- [EXERCISE BRIEF]:
Your output should be the lines of the entries below, exactly, from the first one through the line that holds "publish or subscribe".

*****

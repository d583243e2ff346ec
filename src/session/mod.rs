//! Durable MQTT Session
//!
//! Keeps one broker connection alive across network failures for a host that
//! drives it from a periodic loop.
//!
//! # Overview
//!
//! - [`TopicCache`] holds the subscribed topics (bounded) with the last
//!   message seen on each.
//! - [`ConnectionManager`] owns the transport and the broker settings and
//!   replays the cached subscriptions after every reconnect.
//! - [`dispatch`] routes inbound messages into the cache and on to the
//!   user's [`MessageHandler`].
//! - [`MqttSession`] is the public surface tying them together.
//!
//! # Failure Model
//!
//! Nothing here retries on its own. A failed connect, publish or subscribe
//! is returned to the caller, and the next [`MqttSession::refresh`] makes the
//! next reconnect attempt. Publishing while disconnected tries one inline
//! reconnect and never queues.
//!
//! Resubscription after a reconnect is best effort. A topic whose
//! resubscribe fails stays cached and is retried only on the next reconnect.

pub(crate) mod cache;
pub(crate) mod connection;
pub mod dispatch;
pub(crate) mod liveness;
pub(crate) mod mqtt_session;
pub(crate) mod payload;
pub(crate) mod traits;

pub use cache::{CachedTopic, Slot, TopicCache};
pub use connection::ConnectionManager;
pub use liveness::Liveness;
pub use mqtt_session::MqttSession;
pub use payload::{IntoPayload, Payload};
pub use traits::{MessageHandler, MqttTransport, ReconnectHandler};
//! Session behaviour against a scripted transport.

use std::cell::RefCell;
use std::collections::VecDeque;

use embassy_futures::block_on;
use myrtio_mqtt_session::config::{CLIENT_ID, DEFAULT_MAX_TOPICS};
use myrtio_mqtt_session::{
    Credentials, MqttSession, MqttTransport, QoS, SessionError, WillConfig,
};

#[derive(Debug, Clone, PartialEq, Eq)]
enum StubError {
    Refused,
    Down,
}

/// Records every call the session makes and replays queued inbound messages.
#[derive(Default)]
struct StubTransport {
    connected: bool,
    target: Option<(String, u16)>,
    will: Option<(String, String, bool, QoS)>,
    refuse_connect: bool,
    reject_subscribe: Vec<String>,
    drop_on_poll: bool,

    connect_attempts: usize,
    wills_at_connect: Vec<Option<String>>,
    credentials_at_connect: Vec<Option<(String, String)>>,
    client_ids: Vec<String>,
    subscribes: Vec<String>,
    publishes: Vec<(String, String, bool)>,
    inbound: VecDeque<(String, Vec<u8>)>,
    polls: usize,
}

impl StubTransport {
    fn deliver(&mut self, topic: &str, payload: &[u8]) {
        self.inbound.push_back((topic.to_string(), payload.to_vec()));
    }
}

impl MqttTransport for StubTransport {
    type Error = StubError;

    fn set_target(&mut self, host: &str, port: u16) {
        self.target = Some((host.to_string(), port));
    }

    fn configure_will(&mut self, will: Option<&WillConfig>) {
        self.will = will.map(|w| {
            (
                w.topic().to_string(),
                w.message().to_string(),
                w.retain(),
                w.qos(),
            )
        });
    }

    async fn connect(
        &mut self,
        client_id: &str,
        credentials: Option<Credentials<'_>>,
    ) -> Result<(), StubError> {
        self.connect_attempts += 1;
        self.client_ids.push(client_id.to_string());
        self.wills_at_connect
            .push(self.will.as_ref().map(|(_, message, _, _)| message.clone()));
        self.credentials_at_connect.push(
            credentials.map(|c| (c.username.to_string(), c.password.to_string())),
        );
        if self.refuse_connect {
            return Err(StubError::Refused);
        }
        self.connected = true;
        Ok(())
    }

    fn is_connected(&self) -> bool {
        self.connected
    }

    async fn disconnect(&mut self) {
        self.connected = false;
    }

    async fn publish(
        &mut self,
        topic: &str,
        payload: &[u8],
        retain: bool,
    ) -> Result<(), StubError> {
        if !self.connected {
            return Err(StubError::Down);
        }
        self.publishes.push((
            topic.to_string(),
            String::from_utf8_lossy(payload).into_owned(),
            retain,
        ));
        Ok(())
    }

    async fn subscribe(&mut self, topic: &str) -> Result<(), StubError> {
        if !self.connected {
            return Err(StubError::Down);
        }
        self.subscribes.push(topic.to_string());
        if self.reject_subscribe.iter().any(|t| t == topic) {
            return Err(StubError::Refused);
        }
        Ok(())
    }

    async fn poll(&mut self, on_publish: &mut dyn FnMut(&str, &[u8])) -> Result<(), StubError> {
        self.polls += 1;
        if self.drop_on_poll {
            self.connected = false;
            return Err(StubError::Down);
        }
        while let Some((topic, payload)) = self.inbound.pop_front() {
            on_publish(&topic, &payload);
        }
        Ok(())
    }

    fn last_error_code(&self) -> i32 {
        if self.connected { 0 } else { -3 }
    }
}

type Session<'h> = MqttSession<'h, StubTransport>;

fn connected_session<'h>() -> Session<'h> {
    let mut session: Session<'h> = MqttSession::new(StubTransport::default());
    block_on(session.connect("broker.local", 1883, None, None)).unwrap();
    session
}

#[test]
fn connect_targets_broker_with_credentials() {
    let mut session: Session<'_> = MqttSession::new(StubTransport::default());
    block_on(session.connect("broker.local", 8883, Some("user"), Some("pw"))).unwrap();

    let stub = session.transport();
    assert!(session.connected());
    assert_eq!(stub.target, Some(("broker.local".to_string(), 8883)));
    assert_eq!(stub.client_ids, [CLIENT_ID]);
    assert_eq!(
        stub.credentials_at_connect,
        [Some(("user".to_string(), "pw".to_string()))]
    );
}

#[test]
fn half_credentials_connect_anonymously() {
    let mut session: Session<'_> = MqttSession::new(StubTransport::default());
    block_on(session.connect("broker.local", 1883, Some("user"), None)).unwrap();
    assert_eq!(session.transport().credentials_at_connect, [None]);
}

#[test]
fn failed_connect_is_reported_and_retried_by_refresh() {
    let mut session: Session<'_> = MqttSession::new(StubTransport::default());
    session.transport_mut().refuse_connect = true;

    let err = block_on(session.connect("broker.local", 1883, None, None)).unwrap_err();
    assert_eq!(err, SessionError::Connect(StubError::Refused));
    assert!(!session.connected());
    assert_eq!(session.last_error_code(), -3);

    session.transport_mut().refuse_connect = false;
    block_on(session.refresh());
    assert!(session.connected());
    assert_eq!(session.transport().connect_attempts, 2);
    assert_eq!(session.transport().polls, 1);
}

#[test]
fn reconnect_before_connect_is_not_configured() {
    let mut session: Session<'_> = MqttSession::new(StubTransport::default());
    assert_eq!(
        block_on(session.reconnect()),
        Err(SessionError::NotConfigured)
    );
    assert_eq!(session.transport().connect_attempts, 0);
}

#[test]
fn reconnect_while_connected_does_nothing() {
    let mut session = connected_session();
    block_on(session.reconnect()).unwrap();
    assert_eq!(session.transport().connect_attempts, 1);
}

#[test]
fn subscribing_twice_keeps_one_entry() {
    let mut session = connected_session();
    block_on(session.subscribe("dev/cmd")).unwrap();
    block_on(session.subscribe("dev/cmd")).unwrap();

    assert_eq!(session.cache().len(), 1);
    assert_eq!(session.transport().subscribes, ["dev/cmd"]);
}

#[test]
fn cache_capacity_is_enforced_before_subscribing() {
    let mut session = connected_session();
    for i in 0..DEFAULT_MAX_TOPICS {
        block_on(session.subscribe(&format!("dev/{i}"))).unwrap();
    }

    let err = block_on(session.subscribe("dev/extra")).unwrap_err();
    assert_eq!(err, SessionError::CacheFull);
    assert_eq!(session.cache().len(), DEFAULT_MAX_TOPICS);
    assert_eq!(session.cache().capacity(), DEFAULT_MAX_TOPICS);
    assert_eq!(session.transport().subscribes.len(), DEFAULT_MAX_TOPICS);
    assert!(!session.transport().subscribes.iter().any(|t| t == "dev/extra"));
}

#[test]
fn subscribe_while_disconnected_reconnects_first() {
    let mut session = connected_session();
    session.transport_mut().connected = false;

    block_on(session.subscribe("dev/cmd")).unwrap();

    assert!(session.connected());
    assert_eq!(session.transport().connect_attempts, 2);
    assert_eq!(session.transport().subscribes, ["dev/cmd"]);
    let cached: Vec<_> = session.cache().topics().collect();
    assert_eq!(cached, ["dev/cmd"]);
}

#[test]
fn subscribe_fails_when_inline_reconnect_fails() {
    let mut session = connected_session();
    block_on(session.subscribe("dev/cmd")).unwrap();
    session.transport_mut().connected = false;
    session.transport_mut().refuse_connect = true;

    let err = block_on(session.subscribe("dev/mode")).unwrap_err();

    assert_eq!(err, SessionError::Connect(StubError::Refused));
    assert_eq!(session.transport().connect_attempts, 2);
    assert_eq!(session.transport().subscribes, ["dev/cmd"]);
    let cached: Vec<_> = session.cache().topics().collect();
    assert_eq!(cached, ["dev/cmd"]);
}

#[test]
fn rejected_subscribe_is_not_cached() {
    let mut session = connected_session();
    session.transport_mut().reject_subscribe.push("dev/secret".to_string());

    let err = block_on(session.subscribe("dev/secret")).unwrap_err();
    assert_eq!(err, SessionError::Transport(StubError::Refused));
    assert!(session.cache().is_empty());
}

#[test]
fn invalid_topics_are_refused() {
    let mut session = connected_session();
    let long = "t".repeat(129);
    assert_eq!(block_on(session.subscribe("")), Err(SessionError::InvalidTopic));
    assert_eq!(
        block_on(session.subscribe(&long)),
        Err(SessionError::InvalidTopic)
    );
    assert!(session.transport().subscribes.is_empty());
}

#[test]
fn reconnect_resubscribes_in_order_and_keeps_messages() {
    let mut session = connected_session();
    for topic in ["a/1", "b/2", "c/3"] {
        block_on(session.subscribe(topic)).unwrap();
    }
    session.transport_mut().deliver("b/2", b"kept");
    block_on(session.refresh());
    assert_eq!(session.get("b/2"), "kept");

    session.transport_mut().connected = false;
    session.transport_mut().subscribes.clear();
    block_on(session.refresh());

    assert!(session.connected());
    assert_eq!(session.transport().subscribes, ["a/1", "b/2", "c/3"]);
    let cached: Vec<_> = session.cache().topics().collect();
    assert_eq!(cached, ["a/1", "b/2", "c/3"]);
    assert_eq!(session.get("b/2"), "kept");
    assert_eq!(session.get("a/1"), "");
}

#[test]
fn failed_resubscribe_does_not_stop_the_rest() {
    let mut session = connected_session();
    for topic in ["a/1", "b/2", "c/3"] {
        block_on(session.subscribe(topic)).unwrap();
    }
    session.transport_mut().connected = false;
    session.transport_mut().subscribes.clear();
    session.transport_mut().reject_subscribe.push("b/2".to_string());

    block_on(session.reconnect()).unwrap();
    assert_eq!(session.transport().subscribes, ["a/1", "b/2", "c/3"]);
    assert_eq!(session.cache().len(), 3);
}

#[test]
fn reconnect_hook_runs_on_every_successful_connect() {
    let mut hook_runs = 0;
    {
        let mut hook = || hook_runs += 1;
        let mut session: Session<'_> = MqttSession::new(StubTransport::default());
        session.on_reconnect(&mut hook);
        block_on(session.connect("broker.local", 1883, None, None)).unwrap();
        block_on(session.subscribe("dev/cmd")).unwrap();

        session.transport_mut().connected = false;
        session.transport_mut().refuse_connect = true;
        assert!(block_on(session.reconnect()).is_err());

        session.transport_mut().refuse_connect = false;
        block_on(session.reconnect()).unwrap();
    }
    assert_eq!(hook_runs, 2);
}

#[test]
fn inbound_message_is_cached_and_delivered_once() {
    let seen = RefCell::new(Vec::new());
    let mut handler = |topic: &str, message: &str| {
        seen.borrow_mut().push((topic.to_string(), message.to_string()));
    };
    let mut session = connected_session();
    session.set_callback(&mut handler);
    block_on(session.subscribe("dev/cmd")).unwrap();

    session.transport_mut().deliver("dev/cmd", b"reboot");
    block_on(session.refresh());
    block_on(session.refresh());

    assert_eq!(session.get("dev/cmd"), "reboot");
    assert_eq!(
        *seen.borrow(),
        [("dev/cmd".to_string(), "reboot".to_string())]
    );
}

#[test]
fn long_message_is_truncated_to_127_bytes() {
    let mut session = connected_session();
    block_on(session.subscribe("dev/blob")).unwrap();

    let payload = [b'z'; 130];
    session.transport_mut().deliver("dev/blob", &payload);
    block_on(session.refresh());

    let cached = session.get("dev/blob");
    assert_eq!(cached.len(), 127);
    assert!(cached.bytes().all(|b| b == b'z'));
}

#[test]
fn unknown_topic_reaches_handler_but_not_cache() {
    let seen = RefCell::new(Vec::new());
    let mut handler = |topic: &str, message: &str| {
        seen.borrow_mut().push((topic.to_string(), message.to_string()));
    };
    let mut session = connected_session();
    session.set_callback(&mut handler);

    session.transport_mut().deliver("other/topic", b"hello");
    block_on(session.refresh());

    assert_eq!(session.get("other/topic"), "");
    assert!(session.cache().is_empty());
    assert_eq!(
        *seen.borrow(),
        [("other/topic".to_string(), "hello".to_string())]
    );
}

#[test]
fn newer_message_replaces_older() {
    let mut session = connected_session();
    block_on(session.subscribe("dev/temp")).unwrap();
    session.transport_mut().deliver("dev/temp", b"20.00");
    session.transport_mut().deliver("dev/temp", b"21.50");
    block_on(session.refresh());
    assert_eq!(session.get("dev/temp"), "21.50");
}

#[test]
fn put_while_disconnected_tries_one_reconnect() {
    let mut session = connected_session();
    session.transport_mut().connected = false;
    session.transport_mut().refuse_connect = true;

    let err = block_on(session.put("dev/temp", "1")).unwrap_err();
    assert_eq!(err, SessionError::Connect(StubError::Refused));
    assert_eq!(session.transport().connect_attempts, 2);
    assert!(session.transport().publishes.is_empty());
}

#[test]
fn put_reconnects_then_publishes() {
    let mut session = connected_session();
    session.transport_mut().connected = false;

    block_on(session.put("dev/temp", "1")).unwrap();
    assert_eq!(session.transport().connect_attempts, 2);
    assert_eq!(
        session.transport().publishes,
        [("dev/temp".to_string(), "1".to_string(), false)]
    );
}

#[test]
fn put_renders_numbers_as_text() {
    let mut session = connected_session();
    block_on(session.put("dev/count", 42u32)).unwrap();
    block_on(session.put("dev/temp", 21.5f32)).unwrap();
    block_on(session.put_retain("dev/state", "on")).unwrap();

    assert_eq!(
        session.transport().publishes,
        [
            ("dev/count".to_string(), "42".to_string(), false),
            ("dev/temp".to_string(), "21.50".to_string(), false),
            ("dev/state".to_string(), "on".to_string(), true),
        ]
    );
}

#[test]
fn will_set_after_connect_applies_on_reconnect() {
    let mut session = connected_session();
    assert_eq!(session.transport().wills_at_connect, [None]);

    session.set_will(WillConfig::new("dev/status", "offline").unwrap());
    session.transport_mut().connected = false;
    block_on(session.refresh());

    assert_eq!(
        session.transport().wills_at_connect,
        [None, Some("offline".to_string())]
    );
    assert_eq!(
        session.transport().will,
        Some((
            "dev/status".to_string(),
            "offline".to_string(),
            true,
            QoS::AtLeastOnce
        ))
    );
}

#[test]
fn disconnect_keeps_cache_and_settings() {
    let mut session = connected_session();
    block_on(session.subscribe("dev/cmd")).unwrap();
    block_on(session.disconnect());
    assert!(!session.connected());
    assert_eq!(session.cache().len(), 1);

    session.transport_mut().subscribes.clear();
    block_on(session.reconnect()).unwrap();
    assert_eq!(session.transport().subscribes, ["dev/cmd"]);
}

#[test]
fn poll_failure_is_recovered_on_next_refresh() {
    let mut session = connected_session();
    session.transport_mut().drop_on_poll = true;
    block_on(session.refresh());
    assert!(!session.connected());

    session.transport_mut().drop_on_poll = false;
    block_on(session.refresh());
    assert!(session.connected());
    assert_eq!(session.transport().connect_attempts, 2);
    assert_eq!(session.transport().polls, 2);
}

*****

- [TASK OUTPUT]:
repository d583243e2ff346ec
filename src/session/mod.rs
//! Durable MQTT Session
//!
//! Keeps one broker connection alive across network failures for a host that
//! drives it from a periodic loop.
//!
//! # Overview
//!
//! - [`TopicCache`] holds the subscribed topics (bounded) with the last
//!   message seen on each.
//! - [`ConnectionManager`] owns the transport and the broker settings and
//!   replays the cached subscriptions after every reconnect.
//! - [`dispatch`] routes inbound messages into the cache and on to the
//!   user's [`MessageHandler`].
//! - [`MqttSession`] is the public surface tying them together.
//!
//! # Failure Model
//!
//! Nothing here retries on its own. A failed connect, publish or subscribe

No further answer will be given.